(Records supplied Opens)
//! Configuration for LogLens.
//!
//! Maps directly to `loglens.toml`. Every field has a default, so an empty
//! file is a valid configuration.

use std::fmt;
use std::path::{Path, PathBuf};
use std::str::FromStr;
use std::sync::Arc;
use std::time::Duration;

use loglens_llm::prompt::PromptTemplate;
use loglens_llm::{Capability, HttpInferenceClient, InferenceClient, Provider};
use serde::{Deserialize, Serialize};
use tracing::{info, warn};

use crate::error::ConfigError;

/// Upper bound on `orchestrator.max_retries`; 2^10 seconds of backoff is
/// already far beyond any request deadline.
pub const MAX_RETRIES_LIMIT: u32 = 10;

/// Top-level LogLens configuration, loadable from TOML.
#[derive(Debug, Clone, Default, Serialize, Deserialize)]
pub struct LoglensConfig {
    /// General settings.
    #[serde(default)]
    pub general: GeneralConfig,
    /// Inference provider settings.
    #[serde(default)]
    pub llm: LlmConfig,
    /// Retry and prompt settings.
    #[serde(default)]
    pub orchestrator: OrchestratorConfig,
}

impl LoglensConfig {
    /// Load configuration from a TOML string.
    ///
    /// # Errors
    /// Returns `ConfigError::Parse` if the TOML is invalid.
    pub fn from_toml(toml_str: &str) -> Result<Self, ConfigError> {
        Ok(toml::from_str(toml_str)?)
    }

    /// Load configuration from a TOML file.
    ///
    /// # Errors
    /// Returns an error if the file cannot be read or parsed.
    pub fn from_file(path: &Path) -> Result<Self, ConfigError> {
        let content = std::fs::read_to_string(path)?;
        Self::from_toml(&content)
    }

    /// Check values are in range.
    ///
    /// # Errors
    /// Returns `ConfigError::Invalid` naming the first bad value.
    pub fn validate(&self) -> Result<(), ConfigError> {
        const LEVELS: [&str; 5] = ["trace", "debug", "info", "warn", "error"];
        if !LEVELS.contains(&self.general.log_level.to_ascii_lowercase().as_str()) {
            return Err(ConfigError::Invalid(format!(
                "general.log_level must be one of {LEVELS:?}, got '{}'",
                self.general.log_level
            )));
        }
        if self.llm.request_timeout_ms == 0 {
            return Err(ConfigError::Invalid(
                "llm.request_timeout_ms must be greater than 0".into(),
            ));
        }
        if self.llm.max_tokens == 0 {
            return Err(ConfigError::Invalid("llm.max_tokens must be greater than 0".into()));
        }
        if !(0.0..=2.0).contains(&self.llm.temperature) {
            return Err(ConfigError::Invalid(format!(
                "llm.temperature must be within 0.0..=2.0, got {}",
                self.llm.temperature
            )));
        }
        if self.llm.max_concurrent_requests == 0 {
            return Err(ConfigError::Invalid(
                "llm.max_concurrent_requests must be at least 1".into(),
            ));
        }
        if self.orchestrator.base_backoff_ms == 0 {
            return Err(ConfigError::Invalid(
                "orchestrator.base_backoff_ms must be greater than 0".into(),
            ));
        }
        if self.orchestrator.max_retries > MAX_RETRIES_LIMIT {
            return Err(ConfigError::Invalid(format!(
                "orchestrator.max_retries must be at most {MAX_RETRIES_LIMIT}, got {}",
                self.orchestrator.max_retries
            )));
        }
        Ok(())
    }
}

// ---------------------------------------------------------------------------
// Sub-configs
// ---------------------------------------------------------------------------

/// General system settings.
#[derive(Debug, Clone, Serialize, Deserialize)]
pub struct GeneralConfig {
    /// Log level: trace, debug, info, warn, error.
    #[serde(default = "default_log_level")]
    pub log_level: String,
}

impl Default for GeneralConfig {
    fn default() -> Self {
        Self {
            log_level: default_log_level(),
        }
    }
}

/// Which inference backend to use.
#[derive(Debug, Clone, Copy, Default, PartialEq, Eq, Serialize, Deserialize)]
#[serde(rename_all = "snake_case")]
pub enum ProviderKind {
    /// Local Ollama server.
    #[default]
    Ollama,
    /// OpenAI-compatible hosted API.
    Openai,
    /// llama.cpp server hosting a local GGUF model.
    LlamaCpp,
    /// No provider; every report uses the fallback analysis.
    None,
}

impl ProviderKind {
    /// Base URL used when `llm.base_url` is unset.
    #[must_use]
    pub fn default_base_url(self) -> &'static str {
        match self {
            Self::Ollama => "http://localhost:11434",
            Self::Openai => "https://api.openai.com",
            Self::LlamaCpp => "http://127.0.0.1:8080",
            Self::None => "",
        }
    }
}

impl fmt::Display for ProviderKind {
    fn fmt(&self, f: &mut fmt::Formatter<'_>) -> fmt::Result {
        f.write_str(match self {
            Self::Ollama => "ollama",
            Self::Openai => "openai",
            Self::LlamaCpp => "llama_cpp",
            Self::None => "none",
        })
    }
}

impl FromStr for ProviderKind {
    type Err = ConfigError;

    fn from_str(s: &str) -> Result<Self, Self::Err> {
        match s.to_ascii_lowercase().as_str() {
            "ollama" => Ok(Self::Ollama),
            "openai" => Ok(Self::Openai),
            "llama_cpp" | "llama-cpp" | "llamacpp" => Ok(Self::LlamaCpp),
            "none" => Ok(Self::None),
            other => Err(ConfigError::Invalid(format!(
                "unknown provider '{other}' (expected ollama, openai, llama_cpp or none)"
            ))),
        }
    }
}

/// Inference provider settings.
#[derive(Debug, Clone, Serialize, Deserialize)]
pub struct LlmConfig {
    /// Backend: ollama, openai, llama_cpp, none.
    #[serde(default)]
    pub provider: ProviderKind,
    /// Server URL; the backend's usual address when unset.
    #[serde(default)]
    pub base_url: Option<String>,
    /// Model name sent to the server.
    #[serde(default = "default_model")]
    pub model: String,
    /// Environment variable holding the OpenAI API key.
    #[serde(default = "default_api_key_env")]
    pub api_key_env: String,
    /// GGUF file served by llama.cpp; checked at startup.
    #[serde(default = "default_model_path")]
    pub model_path: PathBuf,
    /// Per-call timeout in milliseconds.
    #[serde(default = "default_request_timeout_ms")]
    pub request_timeout_ms: u64,
    /// Maximum output tokens.
    #[serde(default = "default_max_tokens")]
    pub max_tokens: u32,
    /// Sampling temperature.
    #[serde(default = "default_temperature")]
    pub temperature: f32,
    /// Concurrent calls for providers that allow them.
    #[serde(default = "default_max_concurrent_requests")]
    pub max_concurrent_requests: usize,
    /// Send a test prompt at startup before trusting the provider.
    #[serde(default = "default_true")]
    pub probe_on_startup: bool,
}

impl Default for LlmConfig {
    fn default() -> Self {
        Self {
            provider: ProviderKind::default(),
            base_url: None,
            model: default_model(),
            api_key_env: default_api_key_env(),
            model_path: default_model_path(),
            request_timeout_ms: default_request_timeout_ms(),
            max_tokens: default_max_tokens(),
            temperature: default_temperature(),
            max_concurrent_requests: default_max_concurrent_requests(),
            probe_on_startup: true,
        }
    }
}

impl LlmConfig {
    /// The configured base URL, or the backend's default.
    #[must_use]
    pub fn effective_base_url(&self) -> String {
        self.base_url
            .clone()
            .unwrap_or_else(|| self.provider.default_base_url().to_string())
    }

    /// Build the configured client, or `None` when the provider is `none`.
    ///
    /// # Errors
    /// `ConfigError::MissingApiKey` when the OpenAI key variable is unset.
    pub fn client(&self) -> Result<Option<Arc<dyn InferenceClient>>, ConfigError> {
        let base_url = self.effective_base_url();
        let provider = match self.provider {
            ProviderKind::None => return Ok(None),
            ProviderKind::Ollama => Provider::Ollama { base_url },
            ProviderKind::Openai => {
                let api_key = std::env::var(&self.api_key_env)
                    .map_err(|_| ConfigError::MissingApiKey(self.api_key_env.clone()))?;
                Provider::OpenAiCompatible { base_url, api_key }
            }
            ProviderKind::LlamaCpp => Provider::LlamaCpp {
                base_url,
                model_path: self.model_path.clone(),
            },
        };
        Ok(Some(Arc::new(HttpInferenceClient::new(
            provider,
            self.model.clone(),
        ))))
    }

    /// Decide the inference capability once, at startup.
    ///
    /// Never fails: a missing key, a missing model file or an unreachable
    /// server all yield [`Capability::Unavailable`].
    pub async fn connect(&self) -> Capability {
        let client = match self.client() {
            Ok(Some(client)) => client,
            Ok(None) => {
                info!("no inference provider configured; using basic analysis");
                return Capability::unavailable("no inference provider configured");
            }
            Err(err) => {
                warn!(provider = %self.provider, error = %err, "inference provider not usable");
                return Capability::unavailable(err.to_string());
            }
        };

        if self.probe_on_startup {
            Capability::probe(client, self.request_timeout_ms).await
        } else {
            Capability::live(client)
        }
    }
}

/// Retry and prompt settings.
#[derive(Debug, Clone, Serialize, Deserialize)]
pub struct OrchestratorConfig {
    /// Retries after the first attempt.
    #[serde(default = "default_max_retries")]
    pub max_retries: u32,
    /// First backoff wait; doubles on each retry.
    #[serde(default = "default_base_backoff_ms")]
    pub base_backoff_ms: u64,
    /// Versioned TOML prompt replacing the built-in one.
    #[serde(default)]
    pub prompt_file: Option<PathBuf>,
}

impl Default for OrchestratorConfig {
    fn default() -> Self {
        Self {
            max_retries: default_max_retries(),
            base_backoff_ms: default_base_backoff_ms(),
            prompt_file: None,
        }
    }
}

impl OrchestratorConfig {
    /// First backoff wait as a duration.
    #[must_use]
    pub fn base_backoff(&self) -> Duration {
        Duration::from_millis(self.base_backoff_ms)
    }

    /// The configured prompt, or the built-in one.
    ///
    /// # Errors
    /// Returns `ConfigError::Prompt` if the prompt file cannot be loaded.
    pub fn prompt(&self) -> Result<PromptTemplate, ConfigError> {
        match &self.prompt_file {
            Some(path) => Ok(PromptTemplate::from_file(path)?),
            None => Ok(PromptTemplate::builtin()),
        }
    }
}

// Default value functions for serde
fn default_true() -> bool {
    true
}
fn default_log_level() -> String {
    "info".to_string()
}
fn default_model() -> String {
    "llama3.2:3b".to_string()
}
fn default_api_key_env() -> String {
    "OPENAI_API_KEY".to_string()
}
fn default_model_path() -> PathBuf {
    PathBuf::from("models/Llama-3.2-3B.Q4_K_M.gguf")
}
fn default_request_timeout_ms() -> u64 {
    30_000
}
fn default_max_tokens() -> u32 {
    1024
}
fn default_temperature() -> f32 {
    0.2
}
fn default_max_concurrent_requests() -> usize {
    4
}
fn default_max_retries() -> u32 {
    3
}
fn default_base_backoff_ms() -> u64 {
    1000
}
(Records supplied Closes)
● **To do**:
Please copy only the lines between the first line of the entries and the line with "use loglens_llm::prompt::PromptTemplate;", keeping those two end lines as well, exactly as written.

● **Answer box**:
//! Configuration for LogLens.
//!
//! Maps directly to `loglens.toml`. Every field has a default, so an empty
//! file is a valid configuration.

use std::fmt;
use std::path::{Path, PathBuf};
use std::str::FromStr;
use std::sync::Arc;
use std::time::Duration;

use loglens_llm::prompt::PromptTemplate;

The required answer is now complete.